#365, Chelsea, NYC
In the summer of 2006, while on a two-week holiday in Prague, Vienna, and Budapest, I came up with an idea for a project. I've always been into projects -- it's why writing a novel will always be more satisfying to me than short stories -- because life's too damn vast without them and sometimes you just need some creative structure to keep you occupied from day to day. It was on my first day exploring the streets of Prague that I began to notice an assortment of beautiful and peculiar numbers on the buildings, walls, and streets of Mala Strana. I took a photograph of one, and then found another, and very quickly the idea came to me: I would try to photograph numbers 1-99 throughout the three cities I visited. I had no clear plan of what to do with the photos once I took them. That would come later. For now, I had a project -- an urban scavenger hunt -- and I hit the ground running.
The numbers cooled off for some time. (Yes, I got them all.) Then in the fall of 2007, I had an installation of my photographs at the Fall Café in Brooklyn: eleven panels of nine numbers each, stretched across one wall in a display of symmetry that made my order-craving heart unspeakably happy. After six weeks and many excited friends offering compliments, I took the photos down and propped them up against the wall in the hallway of my apartment where they remain to this day. That project was done, but there was only one problem. I kept paying attention to numbers. I saw cool numbers everywhere: in architecture, on apartments, painted on peeling walls. They wouldn't let me alone. So I kept collecting them. Again, I didn't know what to do with them. I was just a collector like any other. I gathered them because it gave me pleasure to do so.

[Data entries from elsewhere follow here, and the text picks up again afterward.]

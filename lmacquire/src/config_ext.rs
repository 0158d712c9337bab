//! Extension pour configurer le coordinateur depuis lmconfig

use crate::{AcquireSettings, Coordinator};
use lmcache::CacheStore;
use lmconfig::Config;
use lmfetch::Fetcher;
use std::sync::Arc;
use std::time::Duration;

pub trait AcquireConfigExt {
    /// Lit la section `acquire` (`max_concurrent_fetches`, `retry_backoff_secs`,
    /// `fetch_timeout_secs`, 0 = pas de limite propre au coordinateur)
    fn get_acquire_settings(&self) -> AcquireSettings;

    /// Crée le coordinateur configuré
    fn create_coordinator(&self, store: Arc<CacheStore>, fetcher: Arc<dyn Fetcher>) -> Coordinator;
}

impl AcquireConfigExt for Config {
    fn get_acquire_settings(&self) -> AcquireSettings {
        let defaults = AcquireSettings::default();
        let fetch_timeout = self.get_u64(&["acquire", "fetch_timeout_secs"], 0);

        AcquireSettings {
            max_concurrent_fetches: self.get_u64(
                &["acquire", "max_concurrent_fetches"],
                defaults.max_concurrent_fetches as u64,
            ) as usize,
            retry_backoff: Duration::from_secs(self.get_u64(
                &["acquire", "retry_backoff_secs"],
                defaults.retry_backoff.as_secs(),
            )),
            fetch_timeout: (fetch_timeout > 0).then(|| Duration::from_secs(fetch_timeout)),
        }
    }

    fn create_coordinator(&self, store: Arc<CacheStore>, fetcher: Arc<dyn Fetcher>) -> Coordinator {
        Coordinator::new(store, fetcher, self.get_acquire_settings())
    }
}
//! Streaming des artefacts : `GET|HEAD /stream/{id}`
//!
//! Le service valide l'identifiant auprès de la Library Index, attend que
//! le coordinateur rende l'artefact `Ready`, puis lit le fichier en lecture
//! seule depuis la position demandée. Plusieurs clients peuvent lire le
//! même artefact en parallèle : aucun verrou n'est pris après `Ready`.
//!
//! `HEAD` ne fait que consulter le cache : il ne lance jamais de
//! téléchargement.

use crate::range::{ByteRange, RangeRequest, parse_range};
use axum::{
    Json, Router,
    body::Body,
    extract::{Path, State},
    http::{HeaderMap, HeaderValue, StatusCode, header},
    response::{IntoResponse, Response},
    routing::get,
};
use lmacquire::AcquireError;
use lmcache::{CacheEntry, TrackId};
use lmfetch::FetchError;
use lmlibrary::{Library, LibraryError};
use std::io::SeekFrom;
use std::sync::Arc;
use std::time::Duration;
use thiserror::Error;
use tokio::fs::File;
use tokio::io::{AsyncReadExt, AsyncSeekExt};
use tokio_util::io::ReaderStream;
use tracing::{debug, error, info, warn};

const DEFAULT_CONTENT_TYPE: &str = "application/octet-stream";

/// Erreurs visibles par le client d'un stream
#[derive(Error, Debug, Clone, PartialEq, Eq)]
pub enum StreamError {
    /// Identifiant inconnu (ou invalide) : 404, jamais retenté
    #[error("Unknown track: {0}")]
    NotFound(String),

    /// Échec du téléchargement : 502
    #[error("Upstream fetch failed: {error}")]
    Upstream {
        error: FetchError,
        retry_after: Option<Duration>,
    },

    /// Dépassement de délai du téléchargement : 504
    #[error("Upstream fetch timed out: {error}")]
    UpstreamTimeout {
        error: FetchError,
        retry_after: Option<Duration>,
    },

    /// Plage hors du fichier : 416
    #[error("Requested range not satisfiable (size {size})")]
    RangeNotSatisfiable { size: u64 },

    /// Téléchargement annulé avant la fin : 503
    #[error("Fetch cancelled")]
    Cancelled,

    /// Artefact pas encore en cache (réponse à `HEAD`) : 503
    #[error("Track not cached yet: {0}")]
    NotCached(String),

    /// Erreur de stockage : 500
    #[error("Storage error: {0}")]
    Storage(String),
}

impl StreamError {
    pub fn status_code(&self) -> StatusCode {
        match self {
            StreamError::NotFound(_) => StatusCode::NOT_FOUND,
            StreamError::Upstream { .. } => StatusCode::BAD_GATEWAY,
            StreamError::UpstreamTimeout { .. } => StatusCode::GATEWAY_TIMEOUT,
            StreamError::RangeNotSatisfiable { .. } => StatusCode::RANGE_NOT_SATISFIABLE,
            StreamError::Cancelled | StreamError::NotCached(_) => StatusCode::SERVICE_UNAVAILABLE,
            StreamError::Storage(_) => StatusCode::INTERNAL_SERVER_ERROR,
        }
    }

    fn code(&self) -> &'static str {
        match self {
            StreamError::NotFound(_) => "not_found",
            StreamError::Upstream { .. } => "upstream_error",
            StreamError::UpstreamTimeout { .. } => "upstream_timeout",
            StreamError::RangeNotSatisfiable { .. } => "range_not_satisfiable",
            StreamError::Cancelled => "cancelled",
            StreamError::NotCached(_) => "not_cached",
            StreamError::Storage(_) => "storage_error",
        }
    }

    fn from_fetch(error: FetchError, retry_after: Option<Duration>) -> Self {
        if error.is_timeout() {
            StreamError::UpstreamTimeout { error, retry_after }
        } else {
            StreamError::Upstream { error, retry_after }
        }
    }
}

impl From<AcquireError> for StreamError {
    fn from(err: AcquireError) -> Self {
        match err {
            AcquireError::Fetch(error) => StreamError::from_fetch(error, None),
            AcquireError::BackingOff { last, retry_in } => StreamError::from_fetch(last, Some(retry_in)),
            AcquireError::Storage(detail) => StreamError::Storage(detail),
            AcquireError::Cancelled => StreamError::Cancelled,
        }
    }
}

impl From<LibraryError> for StreamError {
    fn from(err: LibraryError) -> Self {
        match err {
            LibraryError::NotFound(id) => StreamError::NotFound(id.to_string()),
            LibraryError::Acquire(e) => StreamError::from(e),
            other => StreamError::Storage(other.to_string()),
        }
    }
}

impl IntoResponse for StreamError {
    fn into_response(self) -> Response {
        let status = self.status_code();
        let body = Json(serde_json::json!({
            "error": self.code(),
            "message": self.to_string(),
        }));
        let mut response = (status, body).into_response();
        let headers = response.headers_mut();

        match &self {
            StreamError::Upstream {
                retry_after: Some(delay),
                ..
            }
            | StreamError::UpstreamTimeout {
                retry_after: Some(delay),
                ..
            } => {
                let secs = delay.as_secs() + u64::from(delay.subsec_nanos() > 0);
                headers.insert(header::RETRY_AFTER, HeaderValue::from(secs.max(1)));
            }
            StreamError::RangeNotSatisfiable { size } => {
                if let Ok(value) = HeaderValue::from_str(&format!("bytes */{}", size)) {
                    headers.insert(header::CONTENT_RANGE, value);
                }
            }
            _ => {}
        }
        response
    }
}

/// Artefact ouvert, positionné au début de la plage demandée
pub struct TrackStream {
    pub entry: CacheEntry,
    /// Taille totale du fichier
    pub size: u64,
    /// Plage servie (`None` : fichier complet)
    pub range: Option<ByteRange>,
    file: File,
}

impl TrackStream {
    /// Nombre d'octets envoyés dans le corps
    pub fn content_length(&self) -> u64 {
        self.range.map(|r| r.length()).unwrap_or(self.size)
    }
}

impl IntoResponse for TrackStream {
    fn into_response(self) -> Response {
        let length = self.content_length();
        let content_type = self
            .entry
            .content_type
            .clone()
            .unwrap_or_else(|| DEFAULT_CONTENT_TYPE.to_string());

        let mut builder = Response::builder()
            .header(header::CONTENT_TYPE, content_type)
            .header(header::CONTENT_LENGTH, length)
            .header(header::ACCEPT_RANGES, "bytes");

        builder = match self.range {
            Some(range) => builder
                .status(StatusCode::PARTIAL_CONTENT)
                .header(header::CONTENT_RANGE, range.content_range(self.size)),
            None => builder.status(StatusCode::OK),
        };

        let body = Body::from_stream(ReaderStream::new(self.file.take(length)));
        builder.body(body).unwrap_or_else(|e| {
            error!("Unable to build stream response: {}", e);
            StatusCode::INTERNAL_SERVER_ERROR.into_response()
        })
    }
}

/// Service de streaming
#[derive(Clone)]
pub struct StreamService {
    library: Arc<Library>,
}

impl StreamService {
    pub fn new(library: Arc<Library>) -> Self {
        Self { library }
    }

    pub fn library(&self) -> &Arc<Library> {
        &self.library
    }

    /// Prépare le stream d'une piste
    ///
    /// # Arguments
    ///
    /// * `id` - Identifiant brut tel que reçu dans l'URL
    /// * `range` - Valeur de l'en-tête `Range`, si présent
    ///
    /// # Returns
    ///
    /// L'artefact ouvert et positionné, ou l'erreur à renvoyer au client.
    /// Un échec n'est jamais mis en cache côté HTTP : la requête suivante
    /// redemande au coordinateur.
    pub async fn handle_request(&self, id: &str, range: Option<&str>) -> Result<TrackStream, StreamError> {
        let id = TrackId::new(id).map_err(|_| StreamError::NotFound(id.to_string()))?;
        let record = self.library.resolve(&id)?;

        // Un artefact évincé entre `Ready` et l'ouverture est redemandé une fois.
        for attempt in 0..2 {
            let entry = self
                .library
                .coordinator()
                .ensure_cached_from(&id, record.reference())
                .await?;
            let Some(path) = entry.path.clone() else {
                return Err(StreamError::Storage(format!("ready entry {} has no file", id)));
            };

            match File::open(&path).await {
                Ok(file) => {
                    let stream = self.open_range(&id, entry, file, range).await?;
                    if let Err(e) = self.library.coordinator().store().touch(&id).await {
                        warn!(track = %id, "Unable to record stream hit: {}", e);
                    }
                    match stream.range {
                        Some(r) => info!(
                            track = %id,
                            start = r.start,
                            end = r.end,
                            size = stream.size,
                            "Streaming range"
                        ),
                        None => info!(track = %id, size = stream.size, "Streaming track"),
                    }
                    return Ok(stream);
                }
                Err(e) if e.kind() == std::io::ErrorKind::NotFound && attempt == 0 => {
                    warn!(track = %id, "Artifact vanished before streaming, fetching again");
                }
                Err(e) => {
                    error!(track = %id, "Unable to open {}: {}", path.display(), e);
                    return Err(StreamError::Storage(format!("unable to open artifact: {}", e)));
                }
            }
        }

        Err(StreamError::Storage(format!("artifact for {} keeps disappearing", id)))
    }

    /// Prépare la réponse à `HEAD` depuis le cache seul
    ///
    /// Une piste connue mais absente du cache donne [`StreamError::NotCached`],
    /// ou l'erreur du dernier échec pendant la fenêtre d'attente.
    pub async fn handle_head(&self, id: &str, range: Option<&str>) -> Result<TrackStream, StreamError> {
        let id = TrackId::new(id).map_err(|_| StreamError::NotFound(id.to_string()))?;
        self.library.resolve(&id)?;
        let coordinator = self.library.coordinator();

        let not_cached = || match coordinator.backoff(&id) {
            Some(backoff) => StreamError::from(backoff),
            None => StreamError::NotCached(id.to_string()),
        };

        let Some(entry) = coordinator.cached(&id).await? else {
            return Err(not_cached());
        };
        let Some(path) = entry.path.clone() else {
            return Err(not_cached());
        };
        let file = match File::open(&path).await {
            Ok(file) => file,
            Err(e) if e.kind() == std::io::ErrorKind::NotFound => return Err(not_cached()),
            Err(e) => return Err(StreamError::Storage(format!("unable to open artifact: {}", e))),
        };

        debug!(track = %id, "Answering HEAD from cache");
        self.open_range(&id, entry, file, range).await
    }

    async fn open_range(
        &self,
        id: &TrackId,
        entry: CacheEntry,
        mut file: File,
        range: Option<&str>,
    ) -> Result<TrackStream, StreamError> {
        let size = file
            .metadata()
            .await
            .map_err(|e| StreamError::Storage(e.to_string()))?
            .len();

        let range = match parse_range(range, size) {
            RangeRequest::Full => None,
            RangeRequest::Partial(range) => Some(range),
            RangeRequest::Unsatisfiable => {
                debug!(track = %id, size, "Unsatisfiable range");
                return Err(StreamError::RangeNotSatisfiable { size });
            }
        };

        if let Some(range) = range {
            file.seek(SeekFrom::Start(range.start))
                .await
                .map_err(|e| StreamError::Storage(e.to_string()))?;
        }

        Ok(TrackStream {
            entry,
            size,
            range,
            file,
        })
    }
}

fn respond(id: &str, result: Result<TrackStream, StreamError>) -> Response {
    match result {
        Ok(stream) => stream.into_response(),
        Err(e) => {
            if e.status_code().is_server_error() {
                warn!(track = %id, "Stream refused: {}", e);
            }
            e.into_response()
        }
    }
}

async fn stream_track(
    State(service): State<StreamService>,
    Path(id): Path<String>,
    headers: HeaderMap,
) -> Response {
    let range = headers.get(header::RANGE).and_then(|v| v.to_str().ok());
    respond(&id, service.handle_request(&id, range).await)
}

async fn head_track(
    State(service): State<StreamService>,
    Path(id): Path<String>,
    headers: HeaderMap,
) -> Response {
    let range = headers.get(header::RANGE).and_then(|v| v.to_str().ok());
    respond(&id, service.handle_head(&id, range).await)
}

/// Router de streaming (le corps des réponses à `HEAD` est retiré par axum)
pub fn create_stream_router(service: StreamService) -> Router {
    Router::new()
        .route("/stream/{id}", get(stream_track).head(head_track))
        .with_state(service)
}
use chrono::NaiveDate;
use std::collections::HashMap;
use tracing::debug;

use crate::models::{AppointmentSlot, ScanResult, TimePreferences};

/// Slots already seen, per location, keyed by `raw_key` and remembering the slot date for pruning.
#[derive(Debug, Clone, Default)]
pub struct SeenSlotRegistry {
    seen: HashMap<u32, HashMap<String, NaiveDate>>,
}

impl SeenSlotRegistry {
    pub fn new() -> Self {
        Self::default()
    }

    pub fn contains(&self, slot: &AppointmentSlot) -> bool {
        self.seen
            .get(&slot.location_id)
            .is_some_and(|keys| keys.contains_key(slot.raw_key()))
    }

    /// Returns `true` if the slot had not been seen before.
    pub fn insert(&mut self, slot: &AppointmentSlot) -> bool {
        self.seen
            .entry(slot.location_id)
            .or_default()
            .insert(slot.raw_key().to_string(), slot.date)
            .is_none()
    }

    /// Forget every slot dated before `today`. Returns how many were removed.
    pub fn prune_before(&mut self, today: NaiveDate) -> usize {
        let mut removed = 0;
        for keys in self.seen.values_mut() {
            let before = keys.len();
            keys.retain(|_, date| *date >= today);
            removed += before - keys.len();
        }
        self.seen.retain(|_, keys| !keys.is_empty());
        removed
    }

    pub fn len(&self) -> usize {
        self.seen.values().map(HashMap::len).sum()
    }

    pub fn is_empty(&self) -> bool {
        self.len() == 0
    }
}

/// Turns a cycle's scan results into the slots worth notifying about.
#[derive(Debug, Clone, Default)]
pub struct SlotTracker {
    registry: SeenSlotRegistry,
}

impl SlotTracker {
    pub fn new() -> Self {
        Self::default()
    }

    pub fn registry(&self) -> &SeenSlotRegistry {
        &self.registry
    }

    /// Register unseen slots from successful results and return the ones matching `prefs`.
    ///
    /// Running the same results through twice yields nothing the second time.
    pub fn process(
        &mut self,
        results: &[ScanResult],
        prefs: &TimePreferences,
        today: NaiveDate,
    ) -> Vec<AppointmentSlot> {
        let mut matches = Vec::new();

        for result in results.iter().filter(|r| r.success) {
            for slot in &result.slots {
                if slot.date < today {
                    continue;
                }
                if self.registry.insert(slot) && prefs.matches(slot) {
                    matches.push(slot.clone());
                }
            }
        }

        let pruned = self.registry.prune_before(today);
        if pruned > 0 {
            debug!("Pruned {} past slot(s) from the registry", pruned);
        }

        matches
    }
}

Ampersand Seven -- the next stage of the project -- came about because I didn't just want to look at numbers. I wanted to write about them. I wanted to share them. Each number had a story, and the more places I visited, the more stories I gathered. Writing a novel is very rewarding, but mostly it's a lonely slog through the fields. You toil for months, then years without any feedback (I don't share my fiction till it's "ready," which usually means that I horde it). I was hungry to share some of my writing. I was tired of feeling like a mad scientist. ("What's Therese doing there behind her laptop?" "Oh, she says she's writing a novel." "A novel! How interesting! Does she ever share any of it?" "No, she just sits there looking concerned for hours and then begins cackling maniacally. Then she leaves after a few hours, comes back the next day, and does the same thing.") I was, in short, kind of losing my mind. A blog, with its freeform layout and chance for opening dialogue with readers, seemed like the perfect antidote.
On January 1st, 2009, I posted a photograph of a tiny #1 from Prague -- the city where the number collecting madness began. The next day, I posted a handsome Italian #2. And I kept posting. One picture a day. Every day. In sequential order, all the way up to the end. Sometimes with commentary, other times with none. Some days I geeked out on typography and others I rattled on about the pleasure of wandering in alleys or vision quests in Tucson . There were sad-luck dames and soul burgers in Memphis and poetry-writing security guards in Dublin. I had wonderful readers who shared their thoughts, either about the image or about the story that went along with it. Every day I looked forward to posting a new number and seeing what thoughts or reactions it prompted in my readers. Some days the comments were quiet and others we rattled on about David Lynch or waffles or fish or fonts. And today, after a fruitful year and many, many numbers, the "365 Numbers in 365 Days" experiment comes to its quiet conclusion.
It wouldn't be properly concluded if I didn't emphasize what enormous satisfaction I have gained from the feedback of my readers. Y'all have been what makes &7 what it is. Clicking on the comments was far more fun than I ever imagined it could be, and over time, I realized that the dialogue here has been what sustained me through the days when the number-a-day demands threatened to feel at all difficult or tiresome. It never really did get tiresome at all, thanks to you. I've found friends and other bloggers whose sites have become daily or weekly pit stops for me, and I will continue to make those pit stops. Thank you for making this so much fun.
As for what's next for Ampersand Seven, I can tell you this: yes, the number line is ending for this year, but the blog will most definitely go on. I'm going to take a much-needed break from the grueling pace, so it may be quiet here for awhile as I try to enjoy a little aftermath and let the dust settle. I'll be taking January off, but I plan to be back shortly thereafter with all the curious pictures, bursts of snark, and digressions you've come to know so well. In the meantime, I hope you will feel free to let me know what you've enjoyed or if there's anything you'd like to see in the new year. Thank you to everyone for the kind words and the inspiration, and I hope you'll continue to stop by to see what's new. And if you're pining for your daily number fix -- sorry, addicts -- the Random Number Generator on the sidebar is there to help tide you over.